NAME:  Andrew Britton

CURRENT TITLE:  Assistant Staff Scientist at Malin Space Science Systems (MSSS), San Diego, California

AREA OF EXPERTISE:  Planetary geology of Mars; remote sensing

YEARS OF EXPERIENCE:  9 years (image processing).

EDUCATION:  M.Sc. Space Science, University College London (2012); B.S. Earth and Space Exploration, Arizona State University (2010)

What’s your job like?

I am trained to take pictures of Mars using the Context Camera (CTX) onboard NASA’s Mars Reconnaissance Orbiter (MRO). I also assist other MSSS science personnel in conducting ongoing scientific research with data from Mars spacecraft. This ongoing research includes seasonal campaigns and monitoring for new gully and impact crater formation/activity. Preparing data for archive in the Planetary Data System is another one of my roles.


Suite of instruments on flight deck of Mars Reconnaissance Orbiter (1/4 scale model). Image taken at NASA’s Jet Propulsion Laboratory (JPL) Open House by Andrew Britton October 2014.

What’s a typical day like?

A typical day can include viewing logged images that have recently come back to Earth. Each image is viewed to check for quality, weather conditions, and surface changes. Part of our extended mission is to continue to monitor for new candidate impact sites and new gully activity. Other daily activities include targeting the Context Camera (CTX) on the spacecraft, updating Mars maps that serve as targeting aids, and writing Mars weather reports.


Space Camera! Full-Scale Model of MARDI (Mars Descent Imager). Image taken at San Diego Festival of Science and Engineering Expo Day by Andrew Britton March 2015.

What’s fun?

There are so many aspects of my job that are rewarding, including exploring Mars by targeting areas of the red planet that have not been imaged at 6 meter/pixel resolution, making beautiful maps, and sharing information with the public at public outreach events! On rare occasions, it is extremely fun to go out in the field to a Mars analog site like the Mohave desert or Barchan Dunes of Imperial Valley, California!

Barchan Dunes

Fresh grainflow mass wasting. Mars analog field trip to Barchan Dunes of Imperial Valley, California. Image taken by Andrew Britton November 2015.

What’s challenging?

Staying ahead on balancing primary duties with side projects that also need to be completed for the good of the company and the mission is challenging. Training someone while being trained yourself is also challenging. There is always data that can be collected, software to be upgraded, and workflows to be streamlined.
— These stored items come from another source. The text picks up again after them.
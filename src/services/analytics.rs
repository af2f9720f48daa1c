use chrono::{DateTime, Months, Utc};
use sea_orm::{
    ColumnTrait, DatabaseConnection, EntityTrait, PaginatorTrait, QueryFilter, QueryOrder,
    QuerySelect,
};
use serde::Serialize;
use std::collections::{HashMap, HashSet};
use uuid::Uuid;

use crate::db::entities::{listening_history, top_artists, top_tracks};
use crate::db::{ListeningHistory, TopArtists, TopTracks};
use crate::db::enums::TimeRange;
use crate::error::{AppError, Result};

/// Rank weight is `RANK_WEIGHT_BASE - rank`, floored at 1: rank 1 weighs
/// 50, rank 50 weighs 1, anything beyond clamps to 1. A policy choice,
/// not a provider contract.
pub const RANK_WEIGHT_BASE: i32 = 51;

/// Number of genres returned by the distribution.
pub const GENRE_CHART_SIZE: usize = 15;

/// Number of discoveries returned per month.
pub const DISCOVERY_LIMIT: usize = 20;

#[derive(Debug, Clone, PartialEq, Serialize)]
pub struct GenreShare {
    pub genre: String,
    pub count: i64,
    pub percentage: f64,
}

#[derive(Debug, Clone, PartialEq, Serialize)]
pub struct Discovery {
    pub track_id: String,
    pub track_name: String,
    pub artist_name: String,
    pub album_image: Option<String>,
    pub first_played_at: DateTime<Utc>,
    pub play_count: i64,
}

#[derive(Debug, Clone, Serialize)]
pub struct DashboardArtist {
    pub name: String,
    pub image: Option<String>,
}

#[derive(Debug, Clone, Serialize)]
pub struct DashboardTrack {
    pub name: String,
    pub artist: String,
    pub image: Option<String>,
}

#[derive(Debug, Clone, Serialize)]
pub struct DashboardStats {
    pub top_artist: Option<DashboardArtist>,
    pub top_track: Option<DashboardTrack>,
    pub total_listens: u64,
    pub top_genre: Option<String>,
    pub genre_count: usize,
}

/// Derived aggregates over the stored snapshots and history.
pub struct AnalyticsService {
    db: DatabaseConnection,
}

impl AnalyticsService {
    pub fn new(db: DatabaseConnection) -> Self {
        Self { db }
    }

    /// Rank-weighted genre histogram over the stored top artists of one
    /// window. Every genre of an artist receives the artist's full
    /// weight. Percentages are relative to the top-15 total, one decimal.
    pub async fn genre_distribution(
        &self,
        user_id: Uuid,
        time_range: TimeRange,
    ) -> Result<Vec<GenreShare>> {
        let artists = TopArtists::find()
            .filter(top_artists::Column::UserId.eq(user_id))
            .filter(top_artists::Column::TimeRange.eq(time_range.as_str()))
            .all(&self.db)
            .await?;

        let weighted: Vec<(Vec<String>, i32)> = artists
            .iter()
            .map(|a| (a.genre_list(), a.rank))
            .collect();

        Ok(weigh_genres(weighted))
    }

    /// Tracks first ever played within the last calendar month, grouped
    /// by track, ordered by play count, top 20.
    pub async fn monthly_discoveries(&self, user_id: Uuid) -> Result<Vec<Discovery>> {
        let cutoff = Utc::now()
            .checked_sub_months(Months::new(1))
            .ok_or_else(|| AppError::Internal("Month arithmetic overflow".to_string()))?;

        let recent = ListeningHistory::find()
            .filter(listening_history::Column::UserId.eq(user_id))
            .filter(listening_history::Column::PlayedAt.gte(cutoff))
            .order_by_asc(listening_history::Column::PlayedAt)
            .all(&self.db)
            .await?;

        let older_track_ids: Vec<String> = ListeningHistory::find()
            .filter(listening_history::Column::UserId.eq(user_id))
            .filter(listening_history::Column::PlayedAt.lt(cutoff))
            .select_only()
            .column(listening_history::Column::TrackId)
            .into_tuple()
            .all(&self.db)
            .await?;

        let older: HashSet<String> = older_track_ids.into_iter().collect();

        Ok(collect_discoveries(recent, &older))
    }

    /// Flattened dashboard summary. The component queries run in
    /// parallel; the shortest window is used for the headline entries.
    pub async fn dashboard_stats(&self, user_id: Uuid) -> Result<DashboardStats> {
        let top_artist_query = async {
            TopArtists::find()
                .filter(top_artists::Column::UserId.eq(user_id))
                .filter(top_artists::Column::TimeRange.eq(TimeRange::ShortTerm.as_str()))
                .filter(top_artists::Column::Rank.eq(1))
                .one(&self.db)
                .await
                .map_err(AppError::from)
        };
        let top_track_query = async {
            TopTracks::find()
                .filter(top_tracks::Column::UserId.eq(user_id))
                .filter(top_tracks::Column::TimeRange.eq(TimeRange::ShortTerm.as_str()))
                .filter(top_tracks::Column::Rank.eq(1))
                .one(&self.db)
                .await
                .map_err(AppError::from)
        };
        let total_listens_query = async {
            ListeningHistory::find()
                .filter(listening_history::Column::UserId.eq(user_id))
                .count(&self.db)
                .await
                .map_err(AppError::from)
        };

        let (top_artist, top_track, total_listens, genres) = tokio::try_join!(
            top_artist_query,
            top_track_query,
            total_listens_query,
            self.genre_distribution(user_id, TimeRange::ShortTerm),
        )?;

        Ok(DashboardStats {
            top_artist: top_artist.map(|a| DashboardArtist {
                name: a.name,
                image: a.image_url,
            }),
            top_track: top_track.map(|t| DashboardTrack {
                name: t.name,
                artist: t.artist_name,
                image: t.album_image,
            }),
            total_listens,
            top_genre: genres.first().map(|g| g.genre.clone()),
            genre_count: genres.len(),
        })
    }
}

pub(crate) fn rank_weight(rank: i32) -> i64 {
    (RANK_WEIGHT_BASE - rank).max(1) as i64
}

/// Pure aggregation half of `genre_distribution`. Equal weights are
/// ordered by genre name ascending to keep the output deterministic.
fn weigh_genres(artists: Vec<(Vec<String>, i32)>) -> Vec<GenreShare> {
    let mut counts: HashMap<String, i64> = HashMap::new();
    for (genres, rank) in artists {
        let weight = rank_weight(rank);
        for genre in genres {
            *counts.entry(genre).or_insert(0) += weight;
        }
    }

    let mut sorted: Vec<(String, i64)> = counts.into_iter().collect();
    sorted.sort_by(|a, b| b.1.cmp(&a.1).then_with(|| a.0.cmp(&b.0)));
    sorted.truncate(GENRE_CHART_SIZE);

    let total: i64 = sorted.iter().map(|(_, count)| count).sum();

    sorted
        .into_iter()
        .map(|(genre, count)| GenreShare {
            genre,
            count,
            percentage: if total > 0 {
                ((count as f64 / total as f64) * 1000.0).round() / 10.0
            } else {
                0.0
            },
        })
        .collect()
}

/// Pure grouping half of `monthly_discoveries`: recent plays whose track
/// never appears before the cutoff, grouped per track with the earliest
/// recent play kept as `first_played_at`.
fn collect_discoveries(
    recent: Vec<listening_history::Model>,
    older_track_ids: &HashSet<String>,
) -> Vec<Discovery> {
    let mut discoveries: HashMap<String, Discovery> = HashMap::new();

    // `recent` arrives in ascending played_at order, so the first entry
    // per track carries the earliest timestamp.
    for item in recent {
        if older_track_ids.contains(&item.track_id) {
            continue;
        }
        discoveries
            .entry(item.track_id.clone())
            .and_modify(|d| d.play_count += 1)
            .or_insert_with(|| Discovery {
                track_id: item.track_id,
                track_name: item.track_name,
                artist_name: item.artist_name,
                album_image: item.album_image,
                first_played_at: item.played_at.with_timezone(&Utc),
                play_count: 1,
            });
    }

    let mut result: Vec<Discovery> = discoveries.into_values().collect();
    result.sort_by(|a, b| {
        b.play_count
            .cmp(&a.play_count)
            .then_with(|| a.first_played_at.cmp(&b.first_played_at))
            .then_with(|| a.track_id.cmp(&b.track_id))
    });
    result.truncate(DISCOVERY_LIMIT);
    result
}

#[cfg(test)]
mod tests {
    use super::*;
    use pretty_assertions::assert_eq;

    fn history_item(track_id: &str, played_at: DateTime<Utc>) -> listening_history::Model {
        listening_history::Model {
            id: 0,
            user_id: Uuid::new_v4(),
            track_id: track_id.to_string(),
            track_name: format!("track {}", track_id),
            artist_name: "artist".to_string(),
            album_image: None,
            played_at: played_at.into(),
        }
    }

    #[test]
    fn test_rank_weight_clamps_to_one() {
        assert_eq!(rank_weight(1), 50);
        assert_eq!(rank_weight(50), 1);
        assert_eq!(rank_weight(51), 1);
        assert_eq!(rank_weight(120), 1);
    }

    #[test]
    fn test_single_artist_weights_each_genre_in_full() {
        let shares = weigh_genres(vec![(vec!["a".to_string(), "b".to_string()], 1)]);

        assert_eq!(shares.len(), 2);
        assert_eq!(shares[0].count, 50);
        assert_eq!(shares[1].count, 50);
        assert_eq!(shares[0].percentage, 50.0);
        assert_eq!(shares[1].percentage, 50.0);
    }

    #[test]
    fn test_equal_weights_order_by_genre_name() {
        let shares = weigh_genres(vec![(
            vec!["zydeco".to_string(), "ambient".to_string()],
            1,
        )]);

        assert_eq!(shares[0].genre, "ambient");
        assert_eq!(shares[1].genre, "zydeco");
    }

    #[test]
    fn test_distribution_truncates_to_chart_size() {
        let genres: Vec<String> = (0..20).map(|i| format!("genre{:02}", i)).collect();
        let shares = weigh_genres(vec![(genres, 1)]);

        assert_eq!(shares.len(), GENRE_CHART_SIZE);
        assert_eq!(shares[0].genre, "genre00");
        assert_eq!(shares.last().unwrap().genre, "genre14");
    }

    #[test]
    fn test_percentages_relative_to_top_slice() {
        let shares = weigh_genres(vec![
            (vec!["rock".to_string()], 1),
            (vec!["pop".to_string()], 55),
        ]);

        assert_eq!(shares[0].genre, "rock");
        assert_eq!(shares[0].count, 50);
        assert_eq!(shares[0].percentage, 98.0);
        assert_eq!(shares[1].genre, "pop");
        assert_eq!(shares[1].count, 1);
        assert_eq!(shares[1].percentage, 2.0);
    }

    #[test]
    fn test_track_with_older_play_is_not_a_discovery() {
        let now = Utc::now();
        let older: HashSet<String> = ["x".to_string()].into_iter().collect();
        let recent = vec![history_item("x", now)];

        assert!(collect_discoveries(recent, &older).is_empty());
    }

    #[test]
    fn test_discovery_groups_plays_and_keeps_earliest() {
        let now = Utc::now();
        let first = now - chrono::Duration::days(20);
        let recent = vec![
            history_item("y", first),
            history_item("y", now - chrono::Duration::days(10)),
            history_item("y", now),
            history_item("z", now),
        ];

        let discoveries = collect_discoveries(recent, &HashSet::new());

        assert_eq!(discoveries.len(), 2);
        assert_eq!(discoveries[0].track_id, "y");
        assert_eq!(discoveries[0].play_count, 3);
        assert_eq!(discoveries[0].first_played_at, first);
        assert_eq!(discoveries[1].track_id, "z");
        assert_eq!(discoveries[1].play_count, 1);
    }
}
What’s your advice to students?

“Do what you love and the money will follow.” This is some of the best advice I received from my field geology professor as an undergraduate. Find what you love. Find something that you are willing to do more than just a hobby and become a professional at it. Learn how to fail by accepting that failure is a great way to learn. Know that no one was born a professional. Everyone was once a beginner. Learn how to code. I believe that one day knowing how to code will be almost equivalent to knowing how to read!